The siliceous cell-wall is covered on the outside by a layer of protoplasm called the coleoderm. This layer may be quite thin and evident only when treated with fuchsin or Bismarck brown, or it may be of considerable thickness. The cell contains the cytoplasma, protoplasm, cell-sap, endochrome, pyrenoids, oil globules and nucleus, together with certain other less understood bodies.
The Cytoplasma is a thin skin of colorless plasma covering the entire inner surface of the cell. It is invisible in the living cell but is evident in plasmolysis. In long forms it is thickened at the ends and is condensed at the plasma bridge which frequently connects the two valves and divides the cell into two parts, each containing more or less protoplasm surrounding the vacuole in which are found the cell-sap and certain granules. In some forms, as Meloseira, the cytoplasma includes the entire mass of protoplasm.

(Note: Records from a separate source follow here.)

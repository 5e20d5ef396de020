//! Permissive codec: tags are optional and terse strings are accepted.
//!
//! Encoding leaves a tag out wherever the declared field type already names
//! the value's type, and writes terse strings for types with a terse grammar
//! when configured to. Decoding resolves an untagged node from the field it
//! sits in, then from its shape; a string in an object position goes through
//! the terse grammars applicable to that position.

use helios_rm_support::{FieldDef, FieldRef, FieldValue, PrimitiveKind, RmObject, RmType};
use tracing::{debug, warn};

use crate::canonical::CanonicalCodec;
use crate::codec::{assign, describe_object, downcast_root, encode_field, primitive_value};
use crate::config::CodecConfig;
use crate::context::RmContext;
use crate::error::{DeserializationError, SerializationError};
use crate::inference::{InferenceError, TypeInferenceEngine};
use crate::node::{GenericNode, ObjectNode, Primitive};
use crate::terse::{TerseCodec, TerseOutcome};

/// Where an object sits: `(owner type, field name)`, or the root.
type Slot<'a> = Option<(&'a str, &'a str)>;

#[derive(Debug)]
pub struct ConfigurableCodec {
    canonical: CanonicalCodec,
    terse: TerseCodec,
    config: CodecConfig,
}

impl ConfigurableCodec {
    pub fn new(ctx: RmContext, config: CodecConfig) -> Self {
        Self::with_terse(ctx, config, TerseCodec::default())
    }

    pub fn with_terse(ctx: RmContext, config: CodecConfig, terse: TerseCodec) -> Self {
        Self {
            canonical: CanonicalCodec::new(ctx),
            terse,
            config,
        }
    }

    pub fn config(&self) -> &CodecConfig {
        &self.config
    }

    pub fn terse(&self) -> &TerseCodec {
        &self.terse
    }

    pub fn context(&self) -> &RmContext {
        self.canonical.context()
    }

    fn engine(&self) -> TypeInferenceEngine<'_> {
        TypeInferenceEngine::new(self.context(), &self.terse)
    }

    pub fn encode(&self, value: &dyn RmObject) -> Result<GenericNode, SerializationError> {
        debug!(rm_type = value.rm_type_name(), config = ?self.config, "configurable encode");
        self.encode_object(value, None)
    }

    fn encode_object(&self, value: &dyn RmObject, slot: Slot<'_>) -> Result<GenericNode, SerializationError> {
        let registration = self
            .context()
            .registry()
            .registration_of(value)
            .map_err(|source| SerializationError::Unregistered {
                object: describe_object(value),
                source,
            })?;
        let owner = registration.name();

        if self.config.use_terse_format {
            if let Some(rule) = self.terse.rule_for(owner) {
                let plain = self.canonical.encode_object(value)?;
                if let Some(text) = rule.encode(&plain) {
                    return Ok(GenericNode::string(text));
                }
            }
        }

        let keep_tag = match slot {
            _ if self.config.always_include_type => true,
            None => true,
            Some((parent, field)) => !self.engine().can_omit_type(parent, field, owner),
        };
        let mut node = if keep_tag {
            ObjectNode::tagged(owner)
        } else {
            ObjectNode::new()
        };

        for def in registration.fields() {
            let field = value.field(def.name).ok_or(SerializationError::MissingField {
                owner: value.rm_type_name(),
                field: def.name,
            })?;
            if field.is_absent() {
                let empty_list = !matches!(field, FieldRef::Null);
                if empty_list && self.config.include_empty_collections {
                    node.insert(def.name, GenericNode::List(Vec::new()));
                } else if !empty_list && self.config.include_null_values {
                    node.insert(def.name, GenericNode::Null);
                }
                continue;
            }
            let encoded = encode_field(&field, &mut |object: &dyn RmObject| {
                self.encode_object(object, Some((owner, def.name)))
            })
            .map_err(|err| err.in_field(owner, def.name))?;
            node.insert(def.name, encoded);
        }
        Ok(GenericNode::Object(node))
    }

    pub fn decode(&self, node: &GenericNode) -> Result<Box<dyn RmObject>, DeserializationError> {
        debug!(kind = node.kind(), "configurable decode");
        self.decode_node(node, None)
    }

    /// Decodes a root that may be untagged, known to be of type `expected`
    /// or one of its subtypes.
    pub fn decode_as_type(
        &self,
        node: &GenericNode,
        expected: &str,
    ) -> Result<Box<dyn RmObject>, DeserializationError> {
        debug!(expected, kind = node.kind(), "configurable decode");
        self.decode_node(node, Some(expected))
    }

    pub fn decode_as<T: RmType>(&self, node: &GenericNode) -> Result<T, DeserializationError> {
        downcast_root(self.decode_as_type(node, T::TYPE_DEF.name)?)
    }

    fn decode_node(
        &self,
        node: &GenericNode,
        expected: Option<&str>,
    ) -> Result<Box<dyn RmObject>, DeserializationError> {
        match node {
            GenericNode::Object(object) => self.decode_object(object, expected),
            GenericNode::Primitive(Primitive::String(text)) => self.decode_string(text, expected),
            other => Err(DeserializationError::UnexpectedNode {
                expected: expected.unwrap_or("an object").to_string(),
                found: other.kind().to_string(),
            }),
        }
    }

    fn decode_string(
        &self,
        text: &str,
        expected: Option<&str>,
    ) -> Result<Box<dyn RmObject>, DeserializationError> {
        let engine = self.engine();
        let registry = self.context().registry();

        if text.is_empty() {
            if let Some(expected) = expected.filter(|e| !engine.is_polymorphic(e)) {
                let registration = registry.resolve(expected).map_err(|source| {
                    DeserializationError::TypeNotFound {
                        source,
                        data: "\"\"".to_string(),
                    }
                })?;
                return Ok(registration.allocate());
            }
        }

        if !self.config.parse_terse_format {
            return Err(DeserializationError::UnexpectedNode {
                expected: expected.unwrap_or("an object").to_string(),
                found: format!("string '{text}'"),
            });
        }

        match self.terse.decode(text, expected, self.context().schema()) {
            TerseOutcome::Parsed(object) => self.decode_object(&object, expected),
            TerseOutcome::Invalid(err) => Err(err.into()),
            TerseOutcome::NotTerseSyntax => Err(DeserializationError::TerseMismatch {
                input: text.to_string(),
                expected: expected.unwrap_or("any type").to_string(),
            }),
        }
    }

    fn decode_object(
        &self,
        node: &ObjectNode,
        expected: Option<&str>,
    ) -> Result<Box<dyn RmObject>, DeserializationError> {
        let type_name = self
            .engine()
            .infer_type(node, expected)
            .map_err(|err| match err {
                InferenceError::Ambiguous { candidates } => DeserializationError::AmbiguousType {
                    expected: expected.map(str::to_string),
                    candidates,
                    data: node.excerpt(),
                },
                InferenceError::NoMatch => DeserializationError::NoMatchingType {
                    expected: expected.map(str::to_string),
                    data: node.excerpt(),
                },
            })?;

        let registration = self
            .context()
            .registry()
            .resolve(&type_name)
            .map_err(|source| DeserializationError::TypeNotFound {
                source,
                data: node.excerpt(),
            })?;

        let mut object = registration.allocate();
        for (name, value) in &node.fields {
            let Some(def) = registration.field(name) else {
                if self.config.strict {
                    return Err(DeserializationError::UnknownField {
                        owner: type_name,
                        field: name.clone(),
                    });
                }
                warn!(owner = %type_name, field = %name, "skipping undeclared field");
                continue;
            };
            let value = self
                .decode_field(def, value)
                .map_err(|err| err.in_field(&type_name, name))?;
            assign(object.as_mut(), &type_name, name, value)?;
        }
        Ok(object)
    }

    fn decode_field(&self, def: &FieldDef, node: &GenericNode) -> Result<FieldValue, DeserializationError> {
        match node {
            GenericNode::Null => Ok(FieldValue::Null),
            GenericNode::List(items) => items
                .iter()
                .map(|item| self.decode_element(def.declared_type, item))
                .collect::<Result<Vec<_>, _>>()
                .map(FieldValue::List),
            other => self.decode_element(def.declared_type, other),
        }
    }

    fn decode_element(&self, declared: &str, node: &GenericNode) -> Result<FieldValue, DeserializationError> {
        if PrimitiveKind::from_declared(declared).is_some() {
            return match node {
                GenericNode::Null => Ok(FieldValue::Null),
                GenericNode::Primitive(primitive) => Ok(primitive_value(primitive)),
                other => Err(DeserializationError::UnexpectedNode {
                    expected: declared.to_string(),
                    found: other.kind().to_string(),
                }),
            };
        }
        match node {
            GenericNode::Null => Ok(FieldValue::Null),
            other => self.decode_node(other, Some(declared)).map(FieldValue::Object),
        }
    }
}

The Endochrome is seen in the form of one or more bands or plates, of a yellowish or brownish color, on the inner side of the valves or connective zone, or in granules or irregular masses, more or less numerous, on the inner walls, or sometimes grouped near the centre. It consists of a mixture of chlorophyll and diatomine which differ in their relative solubility in alcohol and in their spectroscopic analyses. The color varies from green to a chocolate brown in proportion to the amount of diatomine. So far as the function of the endochrome is concerned it does not appear to differ from that of ordinary chlorophyll, absorbing, under the influence of light, the carbon, and disengaging the oxygen of the carbonic anhydride in the water. Diatoms do not live in absolutely pure or non-aërated water. The individual plates or granules of the endochrome are called chromatophores. Their number and significance will be referred to in the description of genera.
The Pyrenoids.—In the chromatophores of many species are found colorless, homogeneous bodies, strongly refractive, of various shapes, usually lenticular or fusiform, which are known as Pyrenoids (Schmitz). They are scarcely evident in the living cell, but are distinguished by the action of hæmatoxylin and other reagents. Flat forms occur in Surirella and Pleurosigma, lens forms in Pinnularia, Stauroneis, Synedra, Fragilaria and Nitzschia, while a spherical form is found in Cymbella cuspidata. The pyrenoids are always imbedded in the chromatophore. Their growth is by division. Schmitz considers them a part of the living chromatophore, and their substance as working material which in excess has become resolved into the nature of a crystal which its form sometimes resembles. Comparisons are made between them and crystalloids found in certain monocotyledons. The pyrenoid is evidently concerned in the formation of the chromatophore, or in its division. Much of the conjecture, however, is due to the behavior of pyrenoids in other plants.